Start of Block
impl SyncProtocol {
    /// Create a protocol instance from the link configuration.
    pub fn new(config: &LinkConfig) -> Self {
        Self {
            phase: SyncPhase::Idle,
            peer: PeerState::new(),
            rate: RateWindow::new(config.window_length, config.max_messages_per_window),
            publish_topic: config.publish_topic(),
            listen_topic: config.listen_topic.clone(),
            change_threshold: config.change_threshold,
            heartbeat_interval: config.heartbeat_interval,
            partner_timeout: config.partner_timeout,
            resync_settle: config.resync_settle,
            value_range: config.value_range,
            connected_at: None,
        }
    }

    /// Current phase.
    pub fn phase(&self) -> SyncPhase {
        self.phase
    }

    /// Peer bookkeeping for this connection epoch.
    pub fn peer(&self) -> &PeerState {
        &self.peer
    }

    /// Whether the partner has been heard from within the timeout.
    pub fn partner_alive(&self) -> bool {
        self.peer.partner_alive
    }

    /// A fresh connection (or reconnection) is up.
    ///
    /// Enters `AwaitingResync` and starts a new connection epoch: sequence
    /// numbers restart, the rate window reopens, and the partner must prove
    /// itself alive again.
    pub fn on_connection_established(&mut self, now: Instant) {
        self.phase = SyncPhase::AwaitingResync;
        self.connected_at = Some(now);
        self.peer.reset_for_connection();
        self.rate.reset();
        debug!("connection epoch started, awaiting resync");
    }

    /// The connection is gone.
    pub fn on_disconnect(&mut self) {
        self.phase = SyncPhase::Idle;
        self.connected_at = None;
    }

    /// Offer the current local value; returns a publish if one is due.
    ///
    /// A publish is due when any of these hold:
    /// - the value moved at least `change_threshold` from the last sent value
    ///   (or nothing has ever been sent),
    /// - the phase is `AwaitingResync` and the settle delay has elapsed,
    /// - `partner_timeout` has elapsed since our last send
    ///   (keep-alive-by-data).
    ///
    /// The combination bounds traffic while guaranteeing convergence even
    /// when the physical input stops moving. The value is clamped to the
    /// configured range before comparison.
    pub fn on_local_value_changed(&mut self, new_value: f64, now: Instant) -> Option<TopicEvent> {
        if self.phase == SyncPhase::Idle {
            return None;
        }
        let value = self.clamp(new_value);

        let settle_elapsed = self
            .connected_at
            .is_some_and(|t| now.duration_since(t) >= self.resync_settle);
        let resync_due = self.phase == SyncPhase::AwaitingResync && settle_elapsed;
        let threshold_due = match self.peer.last_local_value {
            None => true,
            Some(prev) => (value - prev).abs() >= self.change_threshold,
        };
        let keepalive_due = self
            .peer
            .last_sent_at
            .is_some_and(|t| now.duration_since(t) >= self.partner_timeout);

        if !(threshold_due || resync_due || keepalive_due) {
            return None;
        }

        let seq = self.peer.record_send(now);
        self.peer.record_value(value);
        if resync_due {
            debug!(seq, value, "resync complete");
            self.phase = SyncPhase::Synced;
        }
        Some(TopicEvent::numeric(self.publish_topic.clone(), value))
    }

    /// Emit a heartbeat if nothing has gone out within the interval.
    pub fn on_heartbeat_due(&mut self, now: Instant) -> Option<TopicEvent> {
        if self.phase == SyncPhase::Idle {
            return None;
        }
        let last_outbound = self.peer.last_sent_at.or(self.connected_at)?;
        if now.duration_since(last_outbound) < self.heartbeat_interval {
            return None;
        }
        let seq = self.peer.record_send(now);
        debug!(seq, "heartbeat");
        Some(TopicEvent::heartbeat(self.publish_topic.clone()))
    }

    /// Process an unwrapped relay broadcast.
    ///
    /// Every event refreshes partner liveness; only numeric values on the
    /// configured listen topic are forwarded (clamped) to the device-role
    /// callback, the sole path by which remote state reaches the hardware.
    pub fn on_remote_event(&mut self, event: &TopicEvent, now: Instant) -> Option<f64> {
        self.peer.record_received(now);

        if event.topic != self.listen_topic {
            return None;
        }
        if event.is_heartbeat() {
            debug!("partner heartbeat");
            return None;
        }
        let value = event.as_number()?;
        Some(self.clamp(value))
    }

    /// Recompute partner liveness at `now`.
    ///
    /// Marks the partner stale after `partner_timeout` without an event.
    /// This never disconnects anything; downstream display/decision logic
    /// reacts to the returned flag.
    pub fn check_partner_liveness(&mut self, now: Instant) -> bool {
        if let Some(last) = self.peer.last_received_at
            && now.duration_since(last) > self.partner_timeout
        {
            self.peer.partner_alive = false;
        }
        self.peer.partner_alive
    }

    /// Rate-window admission for one outbound message.
    ///
    /// `false` means rate-limited: the caller must keep the event and offer
    /// it again later, never drop it silently.
    pub fn try_send(&mut self, now: Instant) -> bool {
        self.rate.try_acquire(now)
    }

    fn clamp(&self, value: f64) -> f64 {
        value.clamp(self.value_range.0, self.value_range.1)
    }
}

#[cfg(test)]
mod tests {
    use super::*;
    use crate::channel::{self, ChannelEvent};
    use crate::core::Role;
    use crate::ws::{FrameAssembler, Opcode, encode};
    use serde_json::json;

    fn controller() -> SyncProtocol {
        SyncProtocol::new(&LinkConfig::for_role(Role::Controller))
    }

    fn receiver() -> SyncProtocol {
        SyncProtocol::new(&LinkConfig::for_role(Role::Receiver))
    }

    /// Connect and drain the initial publish so tests start from Synced.
    fn synced_controller(t0: Instant) -> SyncProtocol {
        let mut sync = controller();
        sync.on_connection_established(t0);
        assert!(sync.on_local_value_changed(90.0, t0).is_some());
        let settle = t0 + Duration::from_secs(2);
        assert!(sync.on_local_value_changed(90.0, settle).is_some());
        assert_eq!(sync.phase(), SyncPhase::Synced);
        sync
    }

    #[test]
    fn test_idle_emits_nothing() {
        let mut sync = controller();
        let now = Instant::now();
        assert!(sync.on_local_value_changed(90.0, now).is_none());
        assert!(sync.on_heartbeat_due(now).is_none());
    }

    #[test]
    fn test_threshold_boundary() {
        let t0 = Instant::now();
        let mut sync = synced_controller(t0);
        let t = t0 + Duration::from_secs(3);

        // Delta of exactly the threshold publishes.
        let event = sync.on_local_value_changed(93.0, t).unwrap();
        assert_eq!(event.topic, "/controller/status");
        assert_eq!(event.value, json!(93));

        // Delta below the threshold is suppressed.
        assert!(sync.on_local_value_changed(94.9, t).is_none());
        assert!(sync.on_local_value_changed(91.1, t).is_none());
    }

    #[test]
    fn test_repeated_identical_values_publish_once() {
        let t0 = Instant::now();
        let mut sync = synced_controller(t0);

        let mut publishes = 0;
        for i in 0..50 {
            let t = t0 + Duration::from_secs(2) + Duration::from_millis(100 * i);
            if sync.on_local_value_changed(90.0, t).is_some() {
                publishes += 1;
            }
        }
        assert_eq!(publishes, 0);
    }

    #[test]
    fn test_resync_after_reconnect_without_change() {
        let t0 = Instant::now();
        let mut sync = synced_controller(t0);

        // Link drops and comes back; the value never moved.
        sync.on_disconnect();
        let t1 = t0 + Duration::from_secs(60);
        sync.on_connection_established(t1);
        assert_eq!(sync.phase(), SyncPhase::AwaitingResync);

        // Before the settle delay nothing is due (no change).
        assert!(sync.on_local_value_changed(90.0, t1 + Duration::from_millis(500)).is_none());

        // At the settle delay the resync publish fires regardless.
        let event = sync
            .on_local_value_changed(90.0, t1 + Duration::from_secs(2))
            .unwrap();
        assert_eq!(event.value, json!(90));
        assert_eq!(sync.phase(), SyncPhase::Synced);
    }

    #[test]
    fn test_threshold_send_before_settle_keeps_awaiting() {
        let t0 = Instant::now();
        let mut sync = controller();
        sync.on_connection_established(t0);

        // A genuine change publishes immediately but resync isn't complete
        // until a send lands past the settle delay.
        assert!(sync.on_local_value_changed(90.0, t0).is_some());
        assert_eq!(sync.phase(), SyncPhase::AwaitingResync);

        assert!(
            sync.on_local_value_changed(90.0, t0 + Duration::from_secs(2))
                .is_some()
        );
        assert_eq!(sync.phase(), SyncPhase::Synced);
    }

    #[test]
    fn test_keepalive_by_data() {
        let t0 = Instant::now();
        let mut sync = synced_controller(t0);

        // Unchanged value, but the partner timeout elapsed since our last
        // send: publish anyway so the partner keeps seeing us.
        let t = t0 + Duration::from_secs(2) + Duration::from_secs(31);
        assert!(sync.on_local_value_changed(90.0, t).is_some());
    }

    #[test]
    fn test_heartbeat_timing_exactly_two_in_double_interval() {
        let t0 = Instant::now();
        let mut sync = synced_controller(t0);
        let last_send = t0 + Duration::from_secs(2);

        let mut heartbeats = 0;
        let mut step = last_send;
        // Poll every 100ms across two heartbeat intervals.
        while step <= last_send + Duration::from_secs(20) {
            assert!(sync.on_local_value_changed(90.0, step).is_none());
            if sync.on_heartbeat_due(step).is_some() {
                heartbeats += 1;
            }
            step += Duration::from_millis(100);
        }
        assert_eq!(heartbeats, 2);
    }

    #[test]
    fn test_sequence_increases_and_resets_per_epoch() {
        let t0 = Instant::now();
        let mut sync = controller();
        sync.on_connection_established(t0);

        sync.on_local_value_changed(10.0, t0);
        sync.on_local_value_changed(50.0, t0 + Duration::from_millis(10));
        assert_eq!(sync.peer().local_sequence, 2);

        sync.on_disconnect();
        sync.on_connection_established(t0 + Duration::from_secs(5));
        assert_eq!(sync.peer().local_sequence, 0);
    }

    #[test]
    fn test_remote_event_forwarding_and_clamping() {
        let t0 = Instant::now();
        let mut sync = receiver();
        sync.on_connection_established(t0);

        // Numeric value on the listen topic forwards.
        let event = TopicEvent::numeric("/controller/status", 93.0);
        assert_eq!(sync.on_remote_event(&event, t0), Some(93.0));

        // Out-of-range values clamp, never reject.
        let event = TopicEvent::numeric("/controller/status", 500.0);
        assert_eq!(sync.on_remote_event(&event, t0), Some(180.0));
        let event = TopicEvent::numeric("/controller/status", -40.0);
        assert_eq!(sync.on_remote_event(&event, t0), Some(0.0));

        // Other topics and heartbeats do not drive the actuator.
        let event = TopicEvent::numeric("/other/status", 10.0);
        assert_eq!(sync.on_remote_event(&event, t0), None);
        let event = TopicEvent::heartbeat("/controller/status");
        assert_eq!(sync.on_remote_event(&event, t0), None);

        // But every event refreshed liveness.
        assert!(sync.partner_alive());
        assert_eq!(sync.peer().remote_sequence, 4);
    }

    #[test]
    fn test_local_value_clamped_before_publish() {
        let t0 = Instant::now();
        let mut sync = controller();
        sync.on_connection_established(t0);

        let event = sync.on_local_value_changed(999.0, t0).unwrap();
        assert_eq!(event.value, json!(180));
    }

    #[test]
    fn test_partner_liveness_times_out() {
        let t0 = Instant::now();
        let mut sync = receiver();
        sync.on_connection_established(t0);

        let event = TopicEvent::numeric("/controller/status", 90.0);
        sync.on_remote_event(&event, t0);
        assert!(sync.check_partner_liveness(t0 + Duration::from_secs(29)));
        assert!(!sync.check_partner_liveness(t0 + Duration::from_secs(31)));

        // A new event revives the partner.
        sync.on_remote_event(&event, t0 + Duration::from_secs(40));
        assert!(sync.check_partner_liveness(t0 + Duration::from_secs(41)));
    }

    #[test]
    fn test_rate_admission_denies_over_cap() {
        let t0 = Instant::now();
        let mut sync = synced_controller(t0);

        let mut admitted = 0;
        for _ in 0..20 {
            if sync.try_send(t0 + Duration::from_secs(3)) {
                admitted += 1;
            }
        }
        assert_eq!(admitted, 5);
    }

    /// Controller publishes 90→93, relay rebroadcasts, receiver applies 93
    /// exactly once.
    #[test]
    fn test_end_to_end_value_propagation() {
        let t0 = Instant::now();
        let mut ctl = synced_controller(t0);
        let mut rcv = receiver();
        rcv.on_connection_established(t0);

        // 90 → 93 crosses the threshold: exactly one publish.
        let t = t0 + Duration::from_secs(3);
        let event = ctl.on_local_value_changed(93.0, t).unwrap();
        assert!(ctl.on_local_value_changed(93.0, t).is_none());

        let publish = channel::wrap(&event).unwrap();
        assert_eq!(
            String::from_utf8(publish.clone()).unwrap(),
            r#"{"topic":"/controller/status","value":93}"#
        );

        // The relay double-wraps the publish and broadcasts it as a frame.
        let broadcast =
            json!({"type": "data", "payload": String::from_utf8(publish).unwrap()}).to_string();
        let wire = encode(Opcode::Text, broadcast.as_bytes(), false, 1024).unwrap();

        let mut assembler = FrameAssembler::new(1024);
        let mut applied = Vec::new();
        for frame in assembler.feed(&wire) {
            if let ChannelEvent::Topic(event) = channel::unwrap(&frame)
                && let Some(value) = rcv.on_remote_event(&event, t)
            {
                applied.push(value);
            }
        }
        assert_eq!(applied, vec![93.0]);
    }
}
End of Block
All that is wanted is the stretch of lines above from the one containing "let t = t0 + Duration::from_secs(2) + Duration::from_secs(31);" through the one containing "two heartbeat intervals.", duplicated exactly.

- [Reply]:
        let t = t0 + Duration::from_secs(2) + Duration::from_secs(31);
        assert!(sync.on_local_value_changed(90.0, t).is_some());
    }

    #[test]
    fn test_heartbeat_timing_exactly_two_in_double_interval() {
        let t0 = Instant::now();
        let mut sync = synced_controller(t0);
        let last_send = t0 + Duration::from_secs(2);

        let mut heartbeats = 0;
        let mut step = last_send;
        // Poll every 100ms across two heartbeat intervals.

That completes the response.